=== Section Start ===

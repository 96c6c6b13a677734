/// Model behavior that depends on PostgreSQL constraints and locking
///
/// Ignored by default; see `db_pool_tests.rs` for how to run them.

use agencyhub_shared::auth::authorization::{change_member_role, remove_member, AuthzError};
use agencyhub_shared::db::migrations::run_migrations;
use agencyhub_shared::models::{
    billing::{BillingError, LineItem, MAX_UNIT_PRICE_CENTS},
    client::{Client, CreateClient},
    invoice::{CreateInvoice, Invoice},
    membership::{CreateMembership, MemberRole, Membership},
    organization::{CreateOrganization, Organization},
    quotation::{CreateQuotation, Quotation, QuotationError, QuotationStatus},
    task::{CreateTask, Task},
    project::{CreateProject, Project},
    time_log::{TimeLog, TimerError},
    user::{CreateUser, User},
};
use sqlx::PgPool;
use uuid::Uuid;

struct Fixture {
    pool: PgPool,
    organization_id: Uuid,
    user_id: Uuid,
    client_id: Uuid,
}

impl Fixture {
    async fn new() -> Self {
        dotenvy::dotenv().ok();
        let url = std::env::var("TEST_DATABASE_URL").expect("TEST_DATABASE_URL must be set");
        let pool = PgPool::connect(&url).await.expect("connect");
        run_migrations(&pool).await.expect("migrations");

        let organization = Organization::create(
            &pool,
            CreateOrganization {
                name: "Fixture Studio".to_string(),
                settings: None,
            },
        )
        .await
        .expect("organization");
        let user = User::create(
            &pool,
            CreateUser {
                email: format!("fixture-{}@agency.test", Uuid::new_v4()),
                ..Default::default()
            },
        )
        .await
        .expect("user");
        Membership::create(
            &pool,
            CreateMembership {
                organization_id: organization.id,
                user_id: user.id,
                role: MemberRole::Owner,
            },
        )
        .await
        .expect("membership");
        let client = Client::create(
            &pool,
            organization.id,
            CreateClient {
                name: "Fixture Client".to_string(),
                ..Default::default()
            },
        )
        .await
        .expect("client");

        Fixture {
            pool,
            organization_id: organization.id,
            user_id: user.id,
            client_id: client.id,
        }
    }

    async fn task(&self) -> Task {
        let project = Project::create(
            &self.pool,
            self.organization_id,
            self.user_id,
            CreateProject {
                name: "Fixture Project".to_string(),
                client_id: Some(self.client_id),
                ..Default::default()
            },
        )
        .await
        .expect("project");

        Task::create(
            &self.pool,
            self.organization_id,
            self.user_id,
            CreateTask {
                project_id: project.id,
                title: "Fixture Task".to_string(),
                description: None,
                status: None,
                priority: None,
                assignee_id: None,
                due_date: None,
                estimated_minutes: None,
            },
        )
        .await
        .expect("task")
    }

    async fn accepted_quotation(&self) -> Quotation {
        let quotation = Quotation::create(
            &self.pool,
            self.organization_id,
            self.user_id,
            CreateQuotation {
                client_id: self.client_id,
                quotation_number: None,
                title: "Brand identity".to_string(),
                description: None,
                valid_until: None,
                items: vec![line_item(3.0, 10_000)],
                tax_rate_bps: 0,
            },
        )
        .await
        .expect("quotation");

        for next in [QuotationStatus::Sent, QuotationStatus::Accepted] {
            Quotation::update_status(&self.pool, self.organization_id, quotation.id, next)
                .await
                .expect("status change");
        }
        Quotation::find(&self.pool, self.organization_id, quotation.id)
            .await
            .expect("find")
            .expect("quotation exists")
    }

    /// A second owner, returned so the test can delete the account
    async fn second_owner(&self) -> Uuid {
        let user = User::create(
            &self.pool,
            CreateUser {
                email: format!("co-owner-{}@agency.test", Uuid::new_v4()),
                ..Default::default()
            },
        )
        .await
        .expect("user");
        Membership::create(
            &self.pool,
            CreateMembership {
                organization_id: self.organization_id,
                user_id: user.id,
                role: MemberRole::Owner,
            },
        )
        .await
        .expect("membership");
        user.id
    }

    async fn owner_ids(&self) -> Vec<Uuid> {
        sqlx::query_scalar(
            "SELECT user_id FROM memberships WHERE organization_id = $1 AND role = 'owner'",
        )
        .bind(self.organization_id)
        .fetch_all(&self.pool)
        .await
        .expect("owners")
    }

    async fn delete_user(&self, user_id: Uuid) {
        sqlx::query("DELETE FROM users WHERE id = $1")
            .bind(user_id)
            .execute(&self.pool)
            .await
            .expect("cleanup user");
    }

    async fn cleanup(self) {
        sqlx::query("DELETE FROM organizations WHERE id = $1")
            .bind(self.organization_id)
            .execute(&self.pool)
            .await
            .expect("cleanup organization");
        sqlx::query("DELETE FROM users WHERE id = $1")
            .bind(self.user_id)
            .execute(&self.pool)
            .await
            .expect("cleanup user");
    }
}

fn line_item(quantity: f64, unit_price_cents: i64) -> LineItem {
    LineItem {
        description: "Design work".to_string(),
        quantity,
        unit_price_cents,
    }
}

#[tokio::test]
#[ignore = "requires TEST_DATABASE_URL"]
async fn test_one_running_timer_per_user_and_task() {
    let fx = Fixture::new().await;
    let task = fx.task().await;

    TimeLog::start(&fx.pool, fx.organization_id, task.id, fx.user_id, None)
        .await
        .expect("first start");
    let second = TimeLog::start(&fx.pool, fx.organization_id, task.id, fx.user_id, None).await;
    assert!(matches!(second, Err(TimerError::AlreadyRunning)));

    let stopped = TimeLog::stop(&fx.pool, fx.organization_id, task.id, fx.user_id)
        .await
        .expect("stop");
    let stopped = stopped.expect("a running timer");
    assert!(stopped.end_time.is_some());
    assert!(stopped.duration_seconds.unwrap_or(-1) >= 0);

    let again = TimeLog::stop(&fx.pool, fx.organization_id, task.id, fx.user_id)
        .await
        .expect("stop");
    assert!(again.is_none());

    fx.cleanup().await;
}

#[tokio::test]
#[ignore = "requires TEST_DATABASE_URL"]
async fn test_concurrent_conversions_create_one_project() {
    let fx = Fixture::new().await;
    let quotation = fx.accepted_quotation().await;

    let (a, b) = tokio::join!(
        Quotation::convert_to_project(&fx.pool, fx.organization_id, quotation.id, fx.user_id),
        Quotation::convert_to_project(&fx.pool, fx.organization_id, quotation.id, fx.user_id),
    );

    let (ok, err) = match (a, b) {
        (Ok(pair), Err(e)) | (Err(e), Ok(pair)) => (pair, e),
        other => panic!("expected exactly one conversion, got {other:?}"),
    };
    assert!(matches!(err, QuotationError::AlreadyConverted));

    let (converted, project) = ok;
    assert_eq!(converted.status, QuotationStatus::Converted);
    assert_eq!(converted.project_id, Some(project.id));
    assert_eq!(project.budget_cents, Some(30_000));

    fx.cleanup().await;
}

#[tokio::test]
#[ignore = "requires TEST_DATABASE_URL"]
async fn test_records_are_scoped_to_their_organization() {
    let fx = Fixture::new().await;
    let other = Uuid::new_v4();

    assert!(Client::find(&fx.pool, fx.organization_id, fx.client_id)
        .await
        .expect("find")
        .is_some());
    assert!(Client::find(&fx.pool, other, fx.client_id)
        .await
        .expect("find")
        .is_none());
    assert!(!Client::soft_delete(&fx.pool, other, fx.client_id)
        .await
        .expect("delete"));

    fx.cleanup().await;
}

#[tokio::test]
#[ignore = "requires TEST_DATABASE_URL"]
async fn test_invoice_numbers_are_sequential() {
    let fx = Fixture::new().await;

    let create = || CreateInvoice {
        client_id: fx.client_id,
        project_id: None,
        invoice_number: None,
        status: None,
        issue_date: None,
        due_date: None,
        items: vec![line_item(1.5, 999)],
        tax_rate_bps: 1_000,
        notes: None,
    };

    let first = Invoice::create(&fx.pool, fx.organization_id, fx.user_id, create())
        .await
        .expect("first invoice");
    let second = Invoice::create(&fx.pool, fx.organization_id, fx.user_id, create())
        .await
        .expect("second invoice");

    assert_ne!(first.invoice_number, second.invoice_number);
    assert!(first.invoice_number < second.invoice_number);
    assert_eq!(first.subtotal_cents, 1_499);
    assert_eq!(first.tax_cents, 150);
    assert_eq!(first.total_cents, 1_649);

    fx.cleanup().await;
}

#[tokio::test]
#[ignore = "requires TEST_DATABASE_URL"]
async fn test_owners_removing_each_other_keep_one_owner() {
    let fx = Fixture::new().await;
    let co_owner = fx.second_owner().await;

    let (a, b) = tokio::join!(
        remove_member(&fx.pool, fx.organization_id, co_owner),
        remove_member(&fx.pool, fx.organization_id, fx.user_id),
    );

    let err = match (a, b) {
        (Ok(true), Err(e)) | (Err(e), Ok(true)) => e,
        other => panic!("expected exactly one removal, got {other:?}"),
    };
    assert!(matches!(err, AuthzError::LastOwner));
    assert_eq!(fx.owner_ids().await.len(), 1);

    fx.delete_user(co_owner).await;
    fx.cleanup().await;
}

#[tokio::test]
#[ignore = "requires TEST_DATABASE_URL"]
async fn test_owners_demoting_each_other_keep_one_owner() {
    let fx = Fixture::new().await;
    let co_owner = fx.second_owner().await;

    let (a, b) = tokio::join!(
        change_member_role(&fx.pool, fx.organization_id, co_owner, MemberRole::Admin),
        change_member_role(&fx.pool, fx.organization_id, fx.user_id, MemberRole::Admin),
    );

    let err = match (a, b) {
        (Ok(Some(_)), Err(e)) | (Err(e), Ok(Some(_))) => e,
        other => panic!("expected exactly one demotion, got {other:?}"),
    };
    assert!(matches!(err, AuthzError::LastOwner));
    assert_eq!(fx.owner_ids().await.len(), 1);

    fx.delete_user(co_owner).await;
    fx.cleanup().await;
}

#[tokio::test]
#[ignore = "requires TEST_DATABASE_URL"]
async fn test_oversized_invoice_is_rejected_before_insert() {
    let fx = Fixture::new().await;

    let result = Invoice::create(
        &fx.pool,
        fx.organization_id,
        fx.user_id,
        CreateInvoice {
            client_id: fx.client_id,
            project_id: None,
            invoice_number: None,
            status: None,
            issue_date: None,
            due_date: None,
            items: vec![line_item(1_000_000.0, MAX_UNIT_PRICE_CENTS); 100],
            tax_rate_bps: 0,
            notes: None,
        },
    )
    .await;
    assert!(matches!(result, Err(BillingError::AmountTooLarge)));

    let stored: i64 = sqlx::query_scalar("SELECT COUNT(*) FROM invoices WHERE organization_id = $1")
        .bind(fx.organization_id)
        .fetch_one(&fx.pool)
        .await
        .expect("count");
    assert_eq!(stored, 0);

    fx.cleanup().await;
}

=== Section End ===

_EXERCISE_
Select every line in the records above that contains the word "next".

_TASK RESPONSE_
        for next in [QuotationStatus::Sent, QuotationStatus::Accepted] {
            Quotation::update_status(&self.pool, self.organization_id, quotation.id, next)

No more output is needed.